Claims like that are very tricky because as we said before, we can only detect a very small subset of issues and anyone who claims that they can detect all accessibility issues is lying.
Something else that is a problem with overlays is that they don’t always work well. And sometimes they might make things worse as well, for people with disabilities.
So that is a thing to look out for.
I don’t think it’s a problem necessarily with automatically fixing issues per se. I think it’s a problem with how the specific overlay products have implemented and if it shows one thing, it is that this isn’t an easy thing to do because you do need to get it completely right for it to really, really make sense.
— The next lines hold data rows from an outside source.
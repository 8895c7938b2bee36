//! Tolerant line-based M3U8 parser.
//!
//! Dispatches master vs media on the presence of `EXT-X-STREAM-INF`,
//! `EXT-X-MEDIA` or `EXT-X-I-FRAME-STREAM-INF`. Unknown tags are ignored;
//! structural problems and missing mandatory attributes fail with a
//! [`ParseError`] carrying the offending line number.

use crate::attrs::AttrList;
use crate::types::{
    AttributeValue, ByteRange, DateRange, InitMap, Key, KeyMethod, MasterPlaylist, MediaPlaylist,
    MediaRendition, Playlist, PlaylistType, RenditionType, Resolution, Segment, SessionData, Start,
    Variant,
};
use crate::ParseError;

/// Parse a complete playlist document.
pub fn parse_playlist(text: &str) -> Result<Playlist, ParseError> {
    let lines: Vec<(usize, &str)> = text
        .lines()
        .enumerate()
        .map(|(idx, line)| (idx + 1, line.trim_end_matches('\r')))
        .collect();

    match lines.first() {
        Some((_, first)) if first.trim_start_matches('\u{feff}').trim() == "#EXTM3U" => {}
        Some((line, _)) => {
            return Err(ParseError::at(*line, "playlist must start with #EXTM3U"));
        }
        None => return Err(ParseError::at(1, "empty playlist")),
    }

    let is_master = lines.iter().any(|(_, line)| {
        line.starts_with("#EXT-X-STREAM-INF:")
            || line.starts_with("#EXT-X-MEDIA:")
            || line.starts_with("#EXT-X-I-FRAME-STREAM-INF:")
    });

    if is_master {
        parse_master(&lines).map(Playlist::Master)
    } else {
        parse_media(&lines).map(Playlist::Media)
    }
}

fn tag_value<'a>(line: &'a str, tag: &str) -> Option<&'a str> {
    line.strip_prefix(tag).and_then(|rest| rest.strip_prefix(':'))
}

fn parse_master(lines: &[(usize, &str)]) -> Result<MasterPlaylist, ParseError> {
    let mut master = MasterPlaylist {
        version: 1,
        ..MasterPlaylist::default()
    };
    let mut pending_variant: Option<Variant> = None;

    for &(line_no, line) in &lines[1..] {
        if line.is_empty() {
            continue;
        }

        if !line.starts_with('#') {
            // URI line completing the preceding EXT-X-STREAM-INF.
            if let Some(mut variant) = pending_variant.take() {
                variant.uri = line.to_string();
                master.variants.push(variant);
            }
            continue;
        }

        if let Some(value) = tag_value(line, "#EXT-X-VERSION") {
            master.version = value
                .parse()
                .map_err(|_| ParseError::at(line_no, format!("invalid version: {value:?}")))?;
        } else if line == "#EXT-X-INDEPENDENT-SEGMENTS" {
            master.independent_segments = true;
        } else if let Some(value) = tag_value(line, "#EXT-X-STREAM-INF") {
            let attrs = AttrList::parse(value, line_no)?;
            pending_variant = Some(parse_variant(&attrs, line_no)?);
        } else if tag_value(line, "#EXT-X-I-FRAME-STREAM-INF").is_some() {
            // Trick-play variants carry their URI as an attribute and are not
            // part of the selectable variant list.
        } else if let Some(value) = tag_value(line, "#EXT-X-MEDIA") {
            let attrs = AttrList::parse(value, line_no)?;
            master.renditions.push(parse_rendition(&attrs, line_no)?);
        } else if let Some(value) = tag_value(line, "#EXT-X-SESSION-DATA") {
            let attrs = AttrList::parse(value, line_no)?;
            master.session_data = Some(SessionData {
                data_id: attrs.require("DATA-ID", "EXT-X-SESSION-DATA", line_no)?,
                value: attrs.get_str("VALUE"),
                uri: attrs.get_str("URI"),
                language: attrs.get_str("LANGUAGE"),
            });
        } else if let Some(value) = tag_value(line, "#EXT-X-SESSION-KEY") {
            let attrs = AttrList::parse(value, line_no)?;
            master.session_key = parse_key(&attrs, line_no)?;
        }
        // Any other tag or comment: ignored.
    }

    Ok(master)
}

fn parse_variant(attrs: &AttrList, line: usize) -> Result<Variant, ParseError> {
    let bandwidth = attrs
        .require("BANDWIDTH", "EXT-X-STREAM-INF", line)?
        .parse::<u64>()
        .map_err(|_| ParseError::at(line, "BANDWIDTH is not an integer"))?;

    Ok(Variant {
        uri: String::new(),
        bandwidth,
        average_bandwidth: attrs.get_u64("AVERAGE-BANDWIDTH", line)?,
        resolution: attrs
            .get_str("RESOLUTION")
            .map(|value| parse_resolution(&value, line))
            .transpose()?,
        frame_rate: attrs.get_f64("FRAME-RATE", line)?,
        codecs: attrs.get_str("CODECS"),
        audio: attrs.get_str("AUDIO"),
        video: attrs.get_str("VIDEO"),
        subtitles: attrs.get_str("SUBTITLES"),
        closed_captions: attrs.get_str("CLOSED-CAPTIONS"),
        hdcp_level: attrs.get_str("HDCP-LEVEL"),
    })
}

fn parse_resolution(value: &str, line: usize) -> Result<Resolution, ParseError> {
    let (w, h) = value
        .split_once('x')
        .ok_or_else(|| ParseError::at(line, format!("invalid RESOLUTION: {value:?}")))?;
    let width = w
        .parse()
        .map_err(|_| ParseError::at(line, format!("invalid RESOLUTION: {value:?}")))?;
    let height = h
        .parse()
        .map_err(|_| ParseError::at(line, format!("invalid RESOLUTION: {value:?}")))?;
    Ok(Resolution { width, height })
}

fn parse_rendition(attrs: &AttrList, line: usize) -> Result<MediaRendition, ParseError> {
    let media_type = match attrs.require("TYPE", "EXT-X-MEDIA", line)?.as_str() {
        "AUDIO" => RenditionType::Audio,
        "VIDEO" => RenditionType::Video,
        "SUBTITLES" => RenditionType::Subtitles,
        "CLOSED-CAPTIONS" => RenditionType::ClosedCaptions,
        other => {
            return Err(ParseError::at(
                line,
                format!("invalid EXT-X-MEDIA TYPE: {other:?}"),
            ));
        }
    };

    let uri = attrs.get_str("URI");
    if uri.is_none() && media_type != RenditionType::ClosedCaptions {
        return Err(ParseError::at(
            line,
            format!("EXT-X-MEDIA TYPE={} requires URI", media_type.as_str()),
        ));
    }

    Ok(MediaRendition {
        media_type,
        group_id: attrs.require("GROUP-ID", "EXT-X-MEDIA", line)?,
        name: attrs.require("NAME", "EXT-X-MEDIA", line)?,
        uri,
        language: attrs.get_str("LANGUAGE"),
        assoc_language: attrs.get_str("ASSOC-LANGUAGE"),
        default: attrs.get_bool("DEFAULT"),
        autoselect: attrs.get_bool("AUTOSELECT"),
        forced: attrs.get_bool("FORCED"),
        instream_id: attrs.get_str("INSTREAM-ID"),
        characteristics: attrs.get_str("CHARACTERISTICS"),
        channels: attrs.get_str("CHANNELS"),
    })
}

fn parse_key(attrs: &AttrList, line: usize) -> Result<Option<Key>, ParseError> {
    let method = match attrs.require("METHOD", "EXT-X-KEY", line)?.as_str() {
        "NONE" => return Ok(None),
        "AES-128" => KeyMethod::Aes128,
        "SAMPLE-AES" => KeyMethod::SampleAes,
        other => {
            return Err(ParseError::at(
                line,
                format!("invalid EXT-X-KEY METHOD: {other:?}"),
            ));
        }
    };

    Ok(Some(Key {
        method,
        uri: attrs.get_str("URI"),
        iv: attrs.get_str("IV"),
        key_format: attrs.get_str("KEYFORMAT"),
        key_format_versions: attrs.get_str("KEYFORMATVERSIONS"),
    }))
}

/// `LEN[@OFFSET]` byte-range value (used by `EXT-X-BYTERANGE` and the
/// `BYTERANGE` attribute of `EXT-X-MAP`).
fn parse_byte_range_value(value: &str, line: usize) -> Result<ByteRange, ParseError> {
    let (length_str, offset_str) = match value.split_once('@') {
        Some((l, o)) => (l, Some(o)),
        None => (value, None),
    };
    let length = length_str
        .trim()
        .parse()
        .map_err(|_| ParseError::at(line, format!("invalid byte range: {value:?}")))?;
    let offset = offset_str
        .map(|o| {
            o.trim()
                .parse()
                .map_err(|_| ParseError::at(line, format!("invalid byte range: {value:?}")))
        })
        .transpose()?;
    Ok(ByteRange { length, offset })
}

/// Per-segment tags awaiting their URI line.
#[derive(Default)]
struct PendingSegment {
    duration: Option<f64>,
    title: Option<String>,
    byte_range: Option<ByteRange>,
    discontinuity: bool,
    program_date_time: Option<String>,
    gap: bool,
}

fn parse_media(lines: &[(usize, &str)]) -> Result<MediaPlaylist, ParseError> {
    let mut playlist = MediaPlaylist {
        version: 1,
        ..MediaPlaylist::default()
    };

    let mut pending = PendingSegment::default();
    // Persistent segment state: key and map apply until overridden, the
    // byte-range cursor resolves elided offsets.
    let mut current_key: Option<Key> = None;
    let mut current_map: Option<InitMap> = None;
    let mut current_bitrate: Option<u64> = None;
    let mut range_cursor: u64 = 0;

    for &(line_no, line) in &lines[1..] {
        if line.is_empty() {
            continue;
        }

        if !line.starts_with('#') {
            playlist.segments.push(Segment {
                uri: line.to_string(),
                duration: pending.duration.take().unwrap_or(0.0),
                title: pending.title.take(),
                byte_range: pending.byte_range.take(),
                discontinuity: pending.discontinuity,
                program_date_time: pending.program_date_time.take(),
                key: current_key.clone(),
                map: current_map.clone(),
                gap: pending.gap,
                bitrate: current_bitrate,
            });
            pending = PendingSegment::default();
            continue;
        }

        if let Some(value) = tag_value(line, "#EXT-X-VERSION") {
            playlist.version = value
                .parse()
                .map_err(|_| ParseError::at(line_no, format!("invalid version: {value:?}")))?;
        } else if let Some(value) = tag_value(line, "#EXT-X-TARGETDURATION") {
            playlist.target_duration = value.parse().map_err(|_| {
                ParseError::at(line_no, format!("invalid target duration: {value:?}"))
            })?;
        } else if let Some(value) = tag_value(line, "#EXT-X-MEDIA-SEQUENCE") {
            playlist.media_sequence = value.parse().map_err(|_| {
                ParseError::at(line_no, format!("invalid media sequence: {value:?}"))
            })?;
        } else if let Some(value) = tag_value(line, "#EXT-X-DISCONTINUITY-SEQUENCE") {
            playlist.discontinuity_sequence = Some(value.parse().map_err(|_| {
                ParseError::at(line_no, format!("invalid discontinuity sequence: {value:?}"))
            })?);
        } else if let Some(value) = tag_value(line, "#EXT-X-PLAYLIST-TYPE") {
            playlist.playlist_type = Some(match value {
                "VOD" => PlaylistType::Vod,
                "EVENT" => PlaylistType::Event,
                other => {
                    return Err(ParseError::at(
                        line_no,
                        format!("invalid playlist type: {other:?}"),
                    ));
                }
            });
        } else if line == "#EXT-X-ENDLIST" {
            playlist.end_list = true;
        } else if line == "#EXT-X-I-FRAMES-ONLY" {
            playlist.i_frames_only = true;
        } else if line == "#EXT-X-INDEPENDENT-SEGMENTS" {
            playlist.independent_segments = true;
        } else if line == "#EXT-X-DISCONTINUITY" {
            pending.discontinuity = true;
        } else if line == "#EXT-X-GAP" {
            pending.gap = true;
        } else if let Some(value) = tag_value(line, "#EXTINF") {
            let (duration_str, title) = match value.split_once(',') {
                Some((d, t)) => (d, (!t.is_empty()).then(|| t.to_string())),
                None => (value, None),
            };
            pending.duration = Some(duration_str.trim().parse().map_err(|_| {
                ParseError::at(line_no, format!("invalid EXTINF duration: {duration_str:?}"))
            })?);
            pending.title = title;
        } else if let Some(value) = tag_value(line, "#EXT-X-BYTERANGE") {
            let mut range = parse_byte_range_value(value, line_no)?;
            // Elided offset continues directly after the previous byte range.
            if range.offset.is_none() {
                range.offset = Some(range_cursor);
            }
            range_cursor = range.end();
            pending.byte_range = Some(range);
        } else if let Some(value) = tag_value(line, "#EXT-X-PROGRAM-DATE-TIME") {
            pending.program_date_time = Some(value.to_string());
        } else if let Some(value) = tag_value(line, "#EXT-X-KEY") {
            let attrs = AttrList::parse(value, line_no)?;
            current_key = parse_key(&attrs, line_no)?;
        } else if let Some(value) = tag_value(line, "#EXT-X-MAP") {
            let attrs = AttrList::parse(value, line_no)?;
            current_map = Some(InitMap {
                uri: attrs.require("URI", "EXT-X-MAP", line_no)?,
                byte_range: attrs
                    .get_str("BYTERANGE")
                    .map(|v| parse_byte_range_value(&v, line_no))
                    .transpose()?,
            });
        } else if let Some(value) = tag_value(line, "#EXT-X-BITRATE") {
            let kbps: u64 = value
                .trim()
                .parse()
                .map_err(|_| ParseError::at(line_no, format!("invalid bitrate: {value:?}")))?;
            current_bitrate = Some(kbps * 1000);
        } else if let Some(value) = tag_value(line, "#EXT-X-DATERANGE") {
            let attrs = AttrList::parse(value, line_no)?;
            playlist.date_ranges.push(parse_date_range(&attrs, line_no)?);
        } else if let Some(value) = tag_value(line, "#EXT-X-START") {
            let attrs = AttrList::parse(value, line_no)?;
            if let Some(time_offset) = attrs.get_f64("TIME-OFFSET", line_no)? {
                playlist.start = Some(Start {
                    time_offset,
                    precise: attrs.get_bool("PRECISE"),
                });
            }
        }
        // Any other tag or comment: ignored.
    }

    Ok(playlist)
}

fn parse_date_range(attrs: &AttrList, line: usize) -> Result<DateRange, ParseError> {
    let mut client_attributes = Vec::new();
    for (key, value) in attrs.iter() {
        if let Some(stripped) = key.strip_prefix("X-") {
            let parsed = if !value.quoted {
                value
                    .value
                    .parse::<f64>()
                    .map(AttributeValue::Number)
                    .unwrap_or_else(|_| AttributeValue::String(value.value.clone()))
            } else {
                AttributeValue::String(value.value.clone())
            };
            client_attributes.push((stripped.to_string(), parsed));
        }
    }

    Ok(DateRange {
        id: attrs.require("ID", "EXT-X-DATERANGE", line)?,
        class: attrs.get_str("CLASS"),
        start_date: attrs.require("START-DATE", "EXT-X-DATERANGE", line)?,
        end_date: attrs.get_str("END-DATE"),
        duration: attrs.get_f64("DURATION", line)?,
        planned_duration: attrs.get_f64("PLANNED-DURATION", line)?,
        client_attributes,
        end_on_next: attrs.get_bool("END-ON-NEXT"),
    })
}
Something else to say about overlays is that they only fix
the websites that they’re installed on. So some of these overlay vendorsmay sell their product and charge per website, so the website owner will need to pay and not all websites will have these overlays.
So if you would install an accessibility overlay, you’re not really contributing to the larger problem of, you know, websites on the web at large, not just the ones that you want to fix, but all of the websites on the web. I think that scope is more interesting and that’s the scope we’re looking at today.
Another thing to say about overlays is that they often don’t work well with the DOM updates, which are done of course, by a single page applications.
So these are caveats and you can find these and more on a website called overlayfactsheets.com and on this website, a number of accessibility practitioners, including myself,
have signed this manifesto where we say, you know, accessibility overlays have issues and, you know, please don’t use them.